According to Dynamic Beating monitoring, the continuous learning platform Trajectory, founded by former senior researchers from Google DeepMind, Apple, OpenAI, and Meta Superintelligence Labs, has officially debuted. The company simultaneously released the manifesto "Continual Learning: End of Frozen Software," advocating that AI software should not remain static and frozen after deployment. Instead, it should transform every user correction, retry, and coverage behavior into a direct reward signal, enabling online continuous updates of the model.
At the core of Trajectory is the stitching together of the agent's execution traces and the end-user telemetry. Execution traces accurately record the model's tool invocations and intermediate reasoning steps, while telemetry captures whether the user accepts, modifies, or backtracks on the results. The development team emphasizes that dynamic user intervention data on the output, typically discarded in traditional development, is, in fact, the golden training signal to assess whether the agent has truly mastered complex tasks.

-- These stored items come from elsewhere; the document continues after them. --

//! Reading-list use-cases.

use crate::model::reading::{ReadingDraft, ReadingItem};
use crate::model::record::RecordId;
use crate::repo::csv_repo::{CsvTableRepository, StoreResult, TableRepository};
use crate::service::record_store::RecordStore;

/// Reading store persisted through `S` (CSV by default).
pub type ReadingStore<S = CsvTableRepository<ReadingItem>> = RecordStore<ReadingItem, S>;

impl<S: TableRepository<ReadingItem>> RecordStore<ReadingItem, S> {
    /// Creates a reading item with the next free `ID`, filling blank
    /// genre/description/progress with their defaults.
    pub fn create(&mut self, draft: ReadingDraft) -> StoreResult<RecordId> {
        let id = self.next_id();
        self.insert(draft.into_item(id))
    }
}
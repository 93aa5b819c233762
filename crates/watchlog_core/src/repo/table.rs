//! In-memory table and the pure row-level transforms applied to it.
//!
//! # Responsibility
//! - Hold the rows of one dataset in persisted order.
//! - Provide lookup/update/remove/filter transforms without doing any I/O.
//!
//! # Invariants
//! - `append` never checks for duplicate identity or name.
//! - `update_in_place` touches at most the first matching row.
//! - `remove_where` drops every matching row.

use crate::model::record::{Record, RecordId};
use std::collections::{BTreeMap, BTreeSet};

/// How a name lookup compares against stored names.
#[derive(Debug, Clone, Copy, PartialEq, Eq)]
pub enum NameMatch {
    /// Byte-for-byte equality; used by edit/remove flows.
    Exact,
    /// Trimmed, lowercased query against lowercased names; used by
    /// seasonal dedup-on-insert.
    IgnoreCase,
}

impl NameMatch {
    fn matches(self, stored: &str, query: &str) -> bool {
        match self {
            Self::Exact => stored == query,
            Self::IgnoreCase => stored.to_lowercase() == query.trim().to_lowercase(),
        }
    }
}

/// Row selector for update/delete operations.
#[derive(Debug, Clone, PartialEq, Eq)]
pub enum RecordKey {
    Id(RecordId),
    /// Exact name match.
    Name(String),
}

impl RecordKey {
    pub fn name(name: impl Into<String>) -> Self {
        Self::Name(name.into())
    }

    pub fn matches<R: Record>(&self, record: &R) -> bool {
        match self {
            Self::Id(id) => record.id() == *id,
            Self::Name(name) => record.name() == name,
        }
    }
}

/// Multi-select search: a row passes when its name is in `names` and its
/// genre is in `genres`. An empty set does not constrain.
#[derive(Debug, Clone, Default, PartialEq, Eq)]
pub struct ListFilter {
    pub names: BTreeSet<String>,
    pub genres: BTreeSet<String>,
}

impl ListFilter {
    pub fn by_names<I, S>(names: I) -> Self
    where
        I: IntoIterator<Item = S>,
        S: Into<String>,
    {
        Self {
            names: names.into_iter().map(Into::into).collect(),
            ..Self::default()
        }
    }

    pub fn by_genres<I, S>(genres: I) -> Self
    where
        I: IntoIterator<Item = S>,
        S: Into<String>,
    {
        Self {
            genres: genres.into_iter().map(Into::into).collect(),
            ..Self::default()
        }
    }

    pub fn accepts<R: Record>(&self, record: &R) -> bool {
        (self.names.is_empty() || self.names.contains(record.name()))
            && (self.genres.is_empty() || self.genres.contains(record.genre()))
    }
}

/// Number of rows sharing one genre.
#[derive(Debug, Clone, PartialEq, Eq)]
pub struct GenreCount {
    pub genre: String,
    pub count: usize,
}

/// Counts rows per genre, most frequent first, ties ordered by genre.
/// Blank genres are not counted.
pub fn genre_counts<'a, R, I>(rows: I) -> Vec<GenreCount>
where
    R: Record + 'a,
    I: IntoIterator<Item = &'a R>,
{
    let mut counts = BTreeMap::<&str, usize>::new();
    for row in rows {
        if row.genre().trim().is_empty() {
            continue;
        }
        *counts.entry(row.genre()).or_default() += 1;
    }

    let mut result: Vec<GenreCount> = counts
        .into_iter()
        .map(|(genre, count)| GenreCount {
            genre: genre.to_string(),
            count,
        })
        .collect();
    // BTreeMap iteration is genre-ascending and sort_by is stable.
    result.sort_by(|left, right| right.count.cmp(&left.count));
    result
}

/// Rows of one dataset, in persisted order.
#[derive(Debug, Clone, PartialEq, Eq)]
pub struct Table<R> {
    rows: Vec<R>,
}

impl<R: Record> Default for Table<R> {
    fn default() -> Self {
        Self { rows: Vec::new() }
    }
}

impl<R: Record> Table<R> {
    pub fn new() -> Self {
        Self::default()
    }

    pub fn from_rows(rows: Vec<R>) -> Self {
        Self { rows }
    }

    /// Declared column schema of this dataset.
    pub fn columns(&self) -> &'static [&'static str] {
        R::COLUMNS
    }

    pub fn rows(&self) -> &[R] {
        &self.rows
    }

    pub fn len(&self) -> usize {
        self.rows.len()
    }

    pub fn is_empty(&self) -> bool {
        self.rows.is_empty()
    }

    /// `max(id) + 1`, or `1` for an empty table.
    pub fn next_id(&self) -> RecordId {
        self.rows
            .iter()
            .map(Record::id)
            .max()
            .map_or(1, |max| max.saturating_add(1))
    }

    pub fn append(&mut self, record: R) {
        self.rows.push(record);
    }

    pub fn find_by_name(&self, name: &str, mode: NameMatch) -> Option<&R> {
        self.rows.iter().find(|row| mode.matches(row.name(), name))
    }

    pub fn find(&self, key: &RecordKey) -> Option<&R> {
        self.rows.iter().find(|row| key.matches(*row))
    }

    /// Replaces every field of the first row matching `key`.
    ///
    /// Returns `false` and leaves the table untouched when nothing matches.
    pub fn update_in_place(&mut self, key: &RecordKey, record: R) -> bool {
        self.update_with(key, |row| *row = record)
    }

    /// Applies `apply` to the first row matching `key`.
    pub fn update_with<F>(&mut self, key: &RecordKey, apply: F) -> bool
    where
        F: FnOnce(&mut R),
    {
        match self.rows.iter_mut().find(|row| key.matches(&**row)) {
            Some(row) => {
                apply(row);
                true
            }
            None => false,
        }
    }

    /// Drops all rows satisfying `predicate` and returns how many were dropped.
    pub fn remove_where<P>(&mut self, mut predicate: P) -> usize
    where
        P: FnMut(&R) -> bool,
    {
        let before = self.rows.len();
        self.rows.retain(|row| !predicate(row));
        before - self.rows.len()
    }

    pub fn filter(&self, filter: &ListFilter) -> Vec<&R> {
        self.rows.iter().filter(|row| filter.accepts(*row)).collect()
    }

    /// Sorted unique non-blank names.
    pub fn distinct_names(&self) -> Vec<String> {
        distinct(self.rows.iter().map(Record::name))
    }

    /// Sorted unique non-blank genres.
    pub fn distinct_genres(&self) -> Vec<String> {
        distinct(self.rows.iter().map(Record::genre))
    }
}

fn distinct<'a>(values: impl Iterator<Item = &'a str>) -> Vec<String> {
    values
        .filter(|value| !value.trim().is_empty())
        .collect::<BTreeSet<_>>()
        .into_iter()
        .map(str::to_string)
        .collect()
}

#[cfg(test)]
mod tests {
    use super::{genre_counts, GenreCount, ListFilter, NameMatch, RecordKey, Table};
    use crate::model::catalog::{CatalogDraft, CatalogEntry};

    fn entry(id: u32, name: &str, genre: &str) -> CatalogEntry {
        let mut draft = CatalogDraft::new(name);
        draft.genre = genre.to_string();
        draft.into_entry(id)
    }

    fn sample() -> Table<CatalogEntry> {
        Table::from_rows(vec![
            entry(1, "Naruto", "Action"),
            entry(2, "Mushishi", "Slice of Life"),
            entry(5, "Bleach", "Action"),
            entry(3, "Naruto", "Adventure"),
        ])
    }

    #[test]
    fn next_id_is_max_plus_one() {
        assert_eq!(Table::<CatalogEntry>::new().next_id(), 1);
        assert_eq!(sample().next_id(), 6);
    }

    #[test]
    fn find_by_name_respects_match_mode() {
        let table = sample();
        assert!(table.find_by_name("naruto", NameMatch::Exact).is_none());

        let found = table
            .find_by_name("  NARUTO ", NameMatch::IgnoreCase)
            .unwrap();
        assert_eq!(found.list_id, 1);
    }

    #[test]
    fn update_in_place_only_touches_first_match() {
        let mut table = sample();
        let replacement = entry(9, "Naruto Shippuden", "Action");

        assert!(table.update_in_place(&RecordKey::name("Naruto"), replacement.clone()));
        assert_eq!(table.rows()[0], replacement);
        assert_eq!(table.rows()[3].name, "Naruto");
        assert_eq!(table.rows()[3].list_id, 3);
    }

    #[test]
    fn update_with_missing_key_is_noop() {
        let mut table = sample();
        let before = table.clone();
        assert!(!table.update_in_place(&RecordKey::Id(42), entry(42, "Ghost", "")));
        assert_eq!(table, before);
    }

    #[test]
    fn remove_where_drops_every_match() {
        let mut table = sample();
        let removed = table.remove_where(|row| RecordKey::name("Naruto").matches(row));

        assert_eq!(removed, 2);
        let names: Vec<_> = table.rows().iter().map(|row| row.name.as_str()).collect();
        assert_eq!(names, vec!["Mushishi", "Bleach"]);
    }

    #[test]
    fn filter_combines_name_and_genre_sets() {
        let table = sample();

        assert_eq!(table.filter(&ListFilter::default()).len(), 4);
        assert_eq!(table.filter(&ListFilter::by_genres(["Action"])).len(), 2);

        let mut both = ListFilter::by_names(["Naruto", "Mushishi"]);
        both.genres.insert("Action".to_string());
        let rows = table.filter(&both);
        assert_eq!(rows.len(), 1);
        assert_eq!(rows[0].list_id, 1);
    }

    #[test]
    fn distinct_values_are_sorted_and_unique() {
        let mut table = sample();
        table.append(entry(6, "Blank genre", "  "));

        assert_eq!(
            table.distinct_names(),
            vec!["Blank genre", "Bleach", "Mushishi", "Naruto"]
        );
        assert_eq!(
            table.distinct_genres(),
            vec!["Action", "Adventure", "Slice of Life"]
        );
    }

    #[test]
    fn genre_counts_orders_by_frequency_then_genre() {
        let table = sample();
        let counts = genre_counts(table.rows());
        assert_eq!(
            counts,
            vec![
                GenreCount {
                    genre: "Action".to_string(),
                    count: 2
                },
                GenreCount {
                    genre: "Adventure".to_string(),
                    count: 1
                },
                GenreCount {
                    genre: "Slice of Life".to_string(),
                    count: 1
                },
            ]
        );
    }
}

On the technical implementation front, Trajectory integrates with mainstream observability platforms (such as LangSmith) through a standardized SDK. The toolkit automatically imports the agent's runtime trajectory, converting dialogue history, tool invocations, reward feedback, custom metrics, and error information into a standard Trajectory format for subsequent fine-tuning and evaluation. The accompanying web platform is currently in the development stage and will offer visual retrieval and refined management of trajectory data in the future.
In terms of commercialization and ecosystem development, Trajectory has completed a $15 million seed round, valuing the company at $115 million. This funding round was led by Conviction, with participation from Bessemer Venture Partners, Radical VC, and BoxGroup, and attracted investments from prominent individual investors such as Google's Chief Scientist Jeff Dean and Stanford Professor Fei-Fei Li. The company has already partnered with leading AI-native agent service providers like Decagon, Clay, and Harvey. However, due to the current system's reliance on periodic offline model fine-tuning, achieving real-time online continuous learning on a per-interaction basis still presents a significant engineering challenge.